If a line in the entries below includes "AllocationResponse", show that line.
:: GIVEN INFORMATION
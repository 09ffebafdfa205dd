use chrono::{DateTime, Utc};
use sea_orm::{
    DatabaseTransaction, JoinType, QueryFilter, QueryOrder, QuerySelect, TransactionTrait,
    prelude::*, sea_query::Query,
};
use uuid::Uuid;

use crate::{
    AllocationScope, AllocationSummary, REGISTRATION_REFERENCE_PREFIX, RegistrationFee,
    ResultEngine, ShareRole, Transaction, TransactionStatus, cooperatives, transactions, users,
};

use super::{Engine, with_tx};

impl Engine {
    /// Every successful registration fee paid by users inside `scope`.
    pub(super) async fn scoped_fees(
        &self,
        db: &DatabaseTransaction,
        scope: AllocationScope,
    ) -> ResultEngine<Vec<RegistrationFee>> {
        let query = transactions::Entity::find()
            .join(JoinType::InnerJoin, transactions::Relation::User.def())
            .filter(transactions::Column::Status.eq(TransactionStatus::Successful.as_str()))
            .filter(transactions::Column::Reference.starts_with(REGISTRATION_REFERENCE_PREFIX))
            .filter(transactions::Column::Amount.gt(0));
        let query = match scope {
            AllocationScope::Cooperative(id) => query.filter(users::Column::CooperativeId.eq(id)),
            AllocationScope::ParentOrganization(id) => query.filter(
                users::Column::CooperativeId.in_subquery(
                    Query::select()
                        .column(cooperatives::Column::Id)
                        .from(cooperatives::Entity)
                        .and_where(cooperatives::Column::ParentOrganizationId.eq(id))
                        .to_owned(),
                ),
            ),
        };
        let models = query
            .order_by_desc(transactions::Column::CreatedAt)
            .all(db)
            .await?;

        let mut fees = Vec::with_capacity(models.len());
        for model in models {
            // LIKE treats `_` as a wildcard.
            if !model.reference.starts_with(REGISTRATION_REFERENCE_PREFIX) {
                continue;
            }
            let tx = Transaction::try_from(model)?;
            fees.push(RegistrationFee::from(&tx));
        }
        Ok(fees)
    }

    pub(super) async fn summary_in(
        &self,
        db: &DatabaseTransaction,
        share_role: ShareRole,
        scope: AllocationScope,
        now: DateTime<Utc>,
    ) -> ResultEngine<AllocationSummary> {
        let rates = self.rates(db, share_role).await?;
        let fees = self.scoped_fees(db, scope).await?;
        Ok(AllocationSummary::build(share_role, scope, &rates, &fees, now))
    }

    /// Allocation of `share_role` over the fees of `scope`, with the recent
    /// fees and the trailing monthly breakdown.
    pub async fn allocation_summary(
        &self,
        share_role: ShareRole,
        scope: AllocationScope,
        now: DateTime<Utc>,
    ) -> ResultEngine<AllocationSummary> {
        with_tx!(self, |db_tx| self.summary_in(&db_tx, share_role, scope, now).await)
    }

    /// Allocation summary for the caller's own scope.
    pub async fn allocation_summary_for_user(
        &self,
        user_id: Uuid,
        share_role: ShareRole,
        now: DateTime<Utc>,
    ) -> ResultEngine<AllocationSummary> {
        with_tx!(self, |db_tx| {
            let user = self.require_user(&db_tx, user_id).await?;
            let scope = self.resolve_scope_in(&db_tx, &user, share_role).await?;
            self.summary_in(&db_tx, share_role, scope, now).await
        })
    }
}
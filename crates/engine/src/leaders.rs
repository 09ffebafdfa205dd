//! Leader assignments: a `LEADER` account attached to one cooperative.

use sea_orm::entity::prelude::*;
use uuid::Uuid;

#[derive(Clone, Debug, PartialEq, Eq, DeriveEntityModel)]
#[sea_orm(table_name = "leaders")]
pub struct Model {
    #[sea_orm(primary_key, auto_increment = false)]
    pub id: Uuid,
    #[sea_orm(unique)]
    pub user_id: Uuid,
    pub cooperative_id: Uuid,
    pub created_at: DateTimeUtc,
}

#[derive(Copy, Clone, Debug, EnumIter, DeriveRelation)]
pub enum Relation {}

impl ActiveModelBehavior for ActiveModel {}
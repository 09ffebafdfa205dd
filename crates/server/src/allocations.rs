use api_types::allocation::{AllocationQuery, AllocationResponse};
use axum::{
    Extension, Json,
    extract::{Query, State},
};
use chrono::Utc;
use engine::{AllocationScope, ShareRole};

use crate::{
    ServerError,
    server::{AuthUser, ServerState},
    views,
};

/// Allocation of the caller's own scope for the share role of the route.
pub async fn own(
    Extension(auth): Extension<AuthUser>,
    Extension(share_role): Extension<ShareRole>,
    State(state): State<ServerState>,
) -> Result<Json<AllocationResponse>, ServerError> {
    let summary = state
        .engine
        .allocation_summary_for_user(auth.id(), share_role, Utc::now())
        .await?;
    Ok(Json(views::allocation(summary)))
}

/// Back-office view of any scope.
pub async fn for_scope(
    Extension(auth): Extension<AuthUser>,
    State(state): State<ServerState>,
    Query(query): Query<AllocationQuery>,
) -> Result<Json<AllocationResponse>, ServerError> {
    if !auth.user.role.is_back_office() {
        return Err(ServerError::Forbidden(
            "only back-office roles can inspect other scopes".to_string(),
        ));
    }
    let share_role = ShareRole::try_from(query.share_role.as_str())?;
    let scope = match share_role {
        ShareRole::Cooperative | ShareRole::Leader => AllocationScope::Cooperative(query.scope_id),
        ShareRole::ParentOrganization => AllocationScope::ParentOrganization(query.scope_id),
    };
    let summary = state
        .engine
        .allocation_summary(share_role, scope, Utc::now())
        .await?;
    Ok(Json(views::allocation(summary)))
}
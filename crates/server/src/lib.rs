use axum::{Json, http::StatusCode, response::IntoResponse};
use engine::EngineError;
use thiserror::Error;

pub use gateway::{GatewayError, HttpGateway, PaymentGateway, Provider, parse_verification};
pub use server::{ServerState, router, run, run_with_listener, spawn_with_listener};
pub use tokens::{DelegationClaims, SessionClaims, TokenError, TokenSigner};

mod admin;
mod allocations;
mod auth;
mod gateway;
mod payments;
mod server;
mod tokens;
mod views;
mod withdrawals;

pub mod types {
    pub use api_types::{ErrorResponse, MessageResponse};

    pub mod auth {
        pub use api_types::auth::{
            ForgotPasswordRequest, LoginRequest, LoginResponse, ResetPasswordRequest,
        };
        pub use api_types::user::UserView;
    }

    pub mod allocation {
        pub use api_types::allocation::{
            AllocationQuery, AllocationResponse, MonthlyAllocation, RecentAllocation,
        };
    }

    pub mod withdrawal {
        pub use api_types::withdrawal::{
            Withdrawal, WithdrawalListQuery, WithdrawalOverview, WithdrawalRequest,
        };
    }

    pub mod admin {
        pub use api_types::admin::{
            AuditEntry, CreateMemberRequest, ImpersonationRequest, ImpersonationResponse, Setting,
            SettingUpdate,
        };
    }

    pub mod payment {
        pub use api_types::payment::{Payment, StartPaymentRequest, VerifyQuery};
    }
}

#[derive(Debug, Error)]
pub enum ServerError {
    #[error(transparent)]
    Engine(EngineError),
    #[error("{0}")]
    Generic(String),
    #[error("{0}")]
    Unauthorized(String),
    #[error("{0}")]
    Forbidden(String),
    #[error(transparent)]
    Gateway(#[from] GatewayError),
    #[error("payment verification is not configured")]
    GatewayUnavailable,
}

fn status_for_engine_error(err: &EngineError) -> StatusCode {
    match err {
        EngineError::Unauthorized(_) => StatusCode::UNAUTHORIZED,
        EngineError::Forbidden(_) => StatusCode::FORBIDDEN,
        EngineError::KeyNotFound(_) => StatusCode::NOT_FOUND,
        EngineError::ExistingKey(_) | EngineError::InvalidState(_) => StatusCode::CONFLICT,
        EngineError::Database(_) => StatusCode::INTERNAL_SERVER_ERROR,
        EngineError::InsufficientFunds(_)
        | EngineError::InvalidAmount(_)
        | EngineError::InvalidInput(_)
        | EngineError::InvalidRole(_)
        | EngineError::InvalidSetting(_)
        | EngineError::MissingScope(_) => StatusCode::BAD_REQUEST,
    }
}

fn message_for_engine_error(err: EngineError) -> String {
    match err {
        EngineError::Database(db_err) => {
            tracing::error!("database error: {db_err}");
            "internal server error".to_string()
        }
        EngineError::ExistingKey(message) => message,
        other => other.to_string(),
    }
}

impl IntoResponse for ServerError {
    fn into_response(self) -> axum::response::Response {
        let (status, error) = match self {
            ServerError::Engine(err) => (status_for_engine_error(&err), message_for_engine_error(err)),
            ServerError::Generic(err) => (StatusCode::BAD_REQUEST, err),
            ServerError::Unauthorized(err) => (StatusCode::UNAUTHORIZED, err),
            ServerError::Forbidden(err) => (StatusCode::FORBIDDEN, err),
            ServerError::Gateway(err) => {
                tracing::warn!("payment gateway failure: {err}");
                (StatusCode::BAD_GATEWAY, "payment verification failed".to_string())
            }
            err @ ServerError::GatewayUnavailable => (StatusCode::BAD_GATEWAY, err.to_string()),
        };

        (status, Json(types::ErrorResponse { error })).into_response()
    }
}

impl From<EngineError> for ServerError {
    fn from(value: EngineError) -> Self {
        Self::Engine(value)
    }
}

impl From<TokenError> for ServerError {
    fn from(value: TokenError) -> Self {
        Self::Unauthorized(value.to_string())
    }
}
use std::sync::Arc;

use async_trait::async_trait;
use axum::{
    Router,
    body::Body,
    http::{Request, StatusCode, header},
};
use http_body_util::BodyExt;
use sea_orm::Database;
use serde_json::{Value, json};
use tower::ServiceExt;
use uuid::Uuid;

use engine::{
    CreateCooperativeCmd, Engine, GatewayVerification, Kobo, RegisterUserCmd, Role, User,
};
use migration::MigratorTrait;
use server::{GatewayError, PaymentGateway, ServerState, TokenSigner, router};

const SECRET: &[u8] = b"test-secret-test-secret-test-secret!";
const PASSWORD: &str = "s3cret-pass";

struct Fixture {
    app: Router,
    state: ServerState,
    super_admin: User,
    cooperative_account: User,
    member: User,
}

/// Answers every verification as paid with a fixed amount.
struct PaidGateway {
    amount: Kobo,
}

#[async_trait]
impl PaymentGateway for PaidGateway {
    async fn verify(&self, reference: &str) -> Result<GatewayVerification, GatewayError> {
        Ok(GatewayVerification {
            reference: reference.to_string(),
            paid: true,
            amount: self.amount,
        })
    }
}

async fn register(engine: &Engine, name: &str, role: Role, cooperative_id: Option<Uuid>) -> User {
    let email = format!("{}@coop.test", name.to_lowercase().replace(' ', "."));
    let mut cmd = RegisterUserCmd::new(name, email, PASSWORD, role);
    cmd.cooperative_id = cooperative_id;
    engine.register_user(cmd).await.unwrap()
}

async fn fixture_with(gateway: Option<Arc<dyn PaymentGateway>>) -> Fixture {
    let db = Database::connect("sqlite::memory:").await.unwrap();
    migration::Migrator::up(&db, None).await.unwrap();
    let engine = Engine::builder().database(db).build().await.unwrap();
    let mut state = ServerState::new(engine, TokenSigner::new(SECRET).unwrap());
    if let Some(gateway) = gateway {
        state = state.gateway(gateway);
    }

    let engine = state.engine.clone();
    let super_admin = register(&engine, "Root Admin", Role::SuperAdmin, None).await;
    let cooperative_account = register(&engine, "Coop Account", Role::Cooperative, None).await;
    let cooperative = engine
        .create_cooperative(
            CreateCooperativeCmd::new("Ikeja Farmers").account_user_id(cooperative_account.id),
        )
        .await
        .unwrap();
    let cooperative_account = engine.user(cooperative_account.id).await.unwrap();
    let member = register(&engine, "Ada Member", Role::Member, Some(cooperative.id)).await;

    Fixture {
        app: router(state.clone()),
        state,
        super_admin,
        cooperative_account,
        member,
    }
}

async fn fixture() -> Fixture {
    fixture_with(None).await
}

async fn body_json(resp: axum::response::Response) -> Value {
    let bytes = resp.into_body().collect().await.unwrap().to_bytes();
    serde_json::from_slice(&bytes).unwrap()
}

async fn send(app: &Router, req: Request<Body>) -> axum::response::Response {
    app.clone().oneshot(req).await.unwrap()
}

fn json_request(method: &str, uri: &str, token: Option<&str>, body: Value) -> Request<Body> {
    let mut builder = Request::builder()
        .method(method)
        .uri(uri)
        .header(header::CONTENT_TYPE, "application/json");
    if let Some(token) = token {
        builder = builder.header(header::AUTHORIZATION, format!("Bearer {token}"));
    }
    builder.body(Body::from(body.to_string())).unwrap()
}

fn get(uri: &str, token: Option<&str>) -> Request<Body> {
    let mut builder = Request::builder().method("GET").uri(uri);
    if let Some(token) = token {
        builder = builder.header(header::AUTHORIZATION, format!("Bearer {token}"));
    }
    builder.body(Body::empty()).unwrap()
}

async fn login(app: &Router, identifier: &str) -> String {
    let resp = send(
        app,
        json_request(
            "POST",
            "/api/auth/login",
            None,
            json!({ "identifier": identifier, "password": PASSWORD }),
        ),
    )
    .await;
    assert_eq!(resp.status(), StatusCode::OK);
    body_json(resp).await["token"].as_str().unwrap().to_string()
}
::::
:: GIVEN INFORMATION
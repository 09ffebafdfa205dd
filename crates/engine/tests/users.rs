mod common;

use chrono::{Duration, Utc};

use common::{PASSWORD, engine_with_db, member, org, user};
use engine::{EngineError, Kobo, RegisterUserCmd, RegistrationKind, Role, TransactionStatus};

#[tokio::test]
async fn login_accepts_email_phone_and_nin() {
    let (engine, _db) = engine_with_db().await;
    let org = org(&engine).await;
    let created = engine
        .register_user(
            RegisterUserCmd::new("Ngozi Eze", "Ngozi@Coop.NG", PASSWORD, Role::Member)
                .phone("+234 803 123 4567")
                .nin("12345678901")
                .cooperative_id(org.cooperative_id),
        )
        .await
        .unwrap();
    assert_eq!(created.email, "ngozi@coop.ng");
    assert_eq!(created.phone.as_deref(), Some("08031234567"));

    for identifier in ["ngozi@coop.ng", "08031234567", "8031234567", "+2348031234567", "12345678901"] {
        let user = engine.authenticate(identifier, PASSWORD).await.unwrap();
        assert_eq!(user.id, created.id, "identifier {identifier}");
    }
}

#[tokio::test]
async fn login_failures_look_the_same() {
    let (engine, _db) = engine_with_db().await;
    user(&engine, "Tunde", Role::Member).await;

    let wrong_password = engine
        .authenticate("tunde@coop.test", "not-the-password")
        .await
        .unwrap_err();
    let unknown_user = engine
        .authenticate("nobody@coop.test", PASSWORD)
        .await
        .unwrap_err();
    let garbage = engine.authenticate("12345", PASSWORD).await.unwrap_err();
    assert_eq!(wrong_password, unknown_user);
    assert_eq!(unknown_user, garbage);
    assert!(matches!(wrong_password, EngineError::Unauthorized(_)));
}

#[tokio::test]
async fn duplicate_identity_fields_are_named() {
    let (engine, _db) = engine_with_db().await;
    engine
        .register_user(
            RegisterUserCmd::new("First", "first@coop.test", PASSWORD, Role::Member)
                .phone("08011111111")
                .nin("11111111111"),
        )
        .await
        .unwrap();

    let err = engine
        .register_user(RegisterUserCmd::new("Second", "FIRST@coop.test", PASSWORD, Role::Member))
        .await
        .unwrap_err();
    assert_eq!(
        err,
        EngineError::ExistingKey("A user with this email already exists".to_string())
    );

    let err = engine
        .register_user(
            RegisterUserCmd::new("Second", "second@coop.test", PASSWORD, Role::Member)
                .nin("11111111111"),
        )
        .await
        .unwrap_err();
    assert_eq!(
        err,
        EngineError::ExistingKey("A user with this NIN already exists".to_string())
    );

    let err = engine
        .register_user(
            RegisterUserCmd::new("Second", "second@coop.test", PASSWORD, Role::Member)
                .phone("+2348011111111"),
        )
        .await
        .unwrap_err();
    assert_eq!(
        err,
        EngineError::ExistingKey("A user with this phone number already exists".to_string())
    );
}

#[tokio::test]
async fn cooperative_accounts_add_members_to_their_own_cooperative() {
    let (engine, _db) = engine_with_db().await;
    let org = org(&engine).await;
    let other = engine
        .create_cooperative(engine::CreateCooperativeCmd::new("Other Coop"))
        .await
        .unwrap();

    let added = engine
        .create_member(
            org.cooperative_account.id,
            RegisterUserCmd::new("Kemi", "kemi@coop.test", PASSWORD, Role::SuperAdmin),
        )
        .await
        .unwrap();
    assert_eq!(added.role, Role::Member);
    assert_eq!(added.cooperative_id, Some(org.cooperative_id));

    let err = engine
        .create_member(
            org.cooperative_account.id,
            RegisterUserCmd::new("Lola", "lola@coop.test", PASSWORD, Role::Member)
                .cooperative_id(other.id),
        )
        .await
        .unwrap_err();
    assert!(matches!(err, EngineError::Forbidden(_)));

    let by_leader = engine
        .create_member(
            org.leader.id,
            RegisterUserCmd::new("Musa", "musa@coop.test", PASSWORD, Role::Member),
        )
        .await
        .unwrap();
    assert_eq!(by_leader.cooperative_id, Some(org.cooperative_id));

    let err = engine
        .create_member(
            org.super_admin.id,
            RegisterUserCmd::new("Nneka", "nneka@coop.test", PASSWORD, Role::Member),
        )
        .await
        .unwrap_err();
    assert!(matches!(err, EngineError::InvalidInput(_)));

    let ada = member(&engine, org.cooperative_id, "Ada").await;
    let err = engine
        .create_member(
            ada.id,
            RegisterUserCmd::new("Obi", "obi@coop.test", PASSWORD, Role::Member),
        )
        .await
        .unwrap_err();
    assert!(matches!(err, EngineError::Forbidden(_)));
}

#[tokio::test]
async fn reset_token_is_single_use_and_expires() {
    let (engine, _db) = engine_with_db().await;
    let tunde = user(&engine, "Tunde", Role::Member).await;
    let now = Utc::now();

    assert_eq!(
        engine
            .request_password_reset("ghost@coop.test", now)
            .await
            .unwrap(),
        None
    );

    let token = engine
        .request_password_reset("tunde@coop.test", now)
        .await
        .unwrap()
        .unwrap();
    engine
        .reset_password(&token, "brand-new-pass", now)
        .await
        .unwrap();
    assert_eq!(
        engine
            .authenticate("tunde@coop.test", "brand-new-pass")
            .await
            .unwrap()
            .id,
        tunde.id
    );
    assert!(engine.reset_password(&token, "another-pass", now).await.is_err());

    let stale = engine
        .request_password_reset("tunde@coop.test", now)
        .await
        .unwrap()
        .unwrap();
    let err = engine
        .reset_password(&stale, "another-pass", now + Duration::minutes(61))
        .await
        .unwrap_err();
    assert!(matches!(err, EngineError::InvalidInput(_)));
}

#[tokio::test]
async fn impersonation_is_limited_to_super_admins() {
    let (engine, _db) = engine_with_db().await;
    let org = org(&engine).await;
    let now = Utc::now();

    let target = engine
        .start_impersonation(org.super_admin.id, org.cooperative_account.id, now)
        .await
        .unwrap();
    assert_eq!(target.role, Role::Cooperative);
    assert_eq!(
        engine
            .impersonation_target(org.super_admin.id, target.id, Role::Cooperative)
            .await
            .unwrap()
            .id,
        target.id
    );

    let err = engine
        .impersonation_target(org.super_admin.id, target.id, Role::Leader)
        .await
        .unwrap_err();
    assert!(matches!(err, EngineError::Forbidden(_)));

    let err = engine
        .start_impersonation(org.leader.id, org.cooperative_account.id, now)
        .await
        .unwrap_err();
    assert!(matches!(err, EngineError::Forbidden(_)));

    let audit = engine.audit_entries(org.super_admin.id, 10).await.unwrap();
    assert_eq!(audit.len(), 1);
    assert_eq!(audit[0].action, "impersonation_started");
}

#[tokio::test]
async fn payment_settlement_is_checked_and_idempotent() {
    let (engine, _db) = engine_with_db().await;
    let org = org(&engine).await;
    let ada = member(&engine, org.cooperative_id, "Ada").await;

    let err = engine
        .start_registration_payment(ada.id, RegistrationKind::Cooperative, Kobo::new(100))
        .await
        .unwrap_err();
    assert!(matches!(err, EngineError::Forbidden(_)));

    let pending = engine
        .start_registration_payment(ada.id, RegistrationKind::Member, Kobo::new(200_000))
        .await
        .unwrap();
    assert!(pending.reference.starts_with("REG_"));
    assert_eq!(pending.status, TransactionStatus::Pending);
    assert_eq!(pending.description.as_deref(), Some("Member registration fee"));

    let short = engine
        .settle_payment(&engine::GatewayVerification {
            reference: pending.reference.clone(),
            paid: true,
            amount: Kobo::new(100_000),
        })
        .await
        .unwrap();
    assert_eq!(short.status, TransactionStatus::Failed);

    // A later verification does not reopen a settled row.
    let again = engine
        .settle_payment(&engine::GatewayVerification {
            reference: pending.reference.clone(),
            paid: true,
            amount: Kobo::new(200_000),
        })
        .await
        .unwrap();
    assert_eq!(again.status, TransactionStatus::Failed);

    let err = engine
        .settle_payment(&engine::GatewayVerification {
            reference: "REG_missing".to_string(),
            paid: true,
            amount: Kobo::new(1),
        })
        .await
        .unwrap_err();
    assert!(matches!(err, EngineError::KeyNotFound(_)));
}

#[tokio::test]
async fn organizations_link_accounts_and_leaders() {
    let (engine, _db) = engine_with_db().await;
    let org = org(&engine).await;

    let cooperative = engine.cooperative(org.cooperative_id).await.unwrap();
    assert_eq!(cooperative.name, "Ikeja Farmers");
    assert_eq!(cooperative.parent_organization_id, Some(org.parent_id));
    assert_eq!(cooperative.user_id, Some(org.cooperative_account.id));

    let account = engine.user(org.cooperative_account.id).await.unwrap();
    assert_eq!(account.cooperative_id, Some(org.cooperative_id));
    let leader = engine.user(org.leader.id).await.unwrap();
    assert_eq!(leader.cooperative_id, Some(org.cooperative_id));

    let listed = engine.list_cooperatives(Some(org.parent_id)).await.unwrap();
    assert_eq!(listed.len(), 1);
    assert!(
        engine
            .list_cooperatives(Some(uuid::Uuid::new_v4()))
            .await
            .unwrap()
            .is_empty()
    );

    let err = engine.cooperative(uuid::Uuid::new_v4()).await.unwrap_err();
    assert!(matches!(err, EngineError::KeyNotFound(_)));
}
::::
**EXERCISE OUTPUT:**
use api_types::allocation::{AllocationQuery, AllocationResponse};
) -> Result<Json<AllocationResponse>, ServerError> {
) -> Result<Json<AllocationResponse>, ServerError> {
            AllocationQuery, AllocationResponse, MonthlyAllocation, RecentAllocation,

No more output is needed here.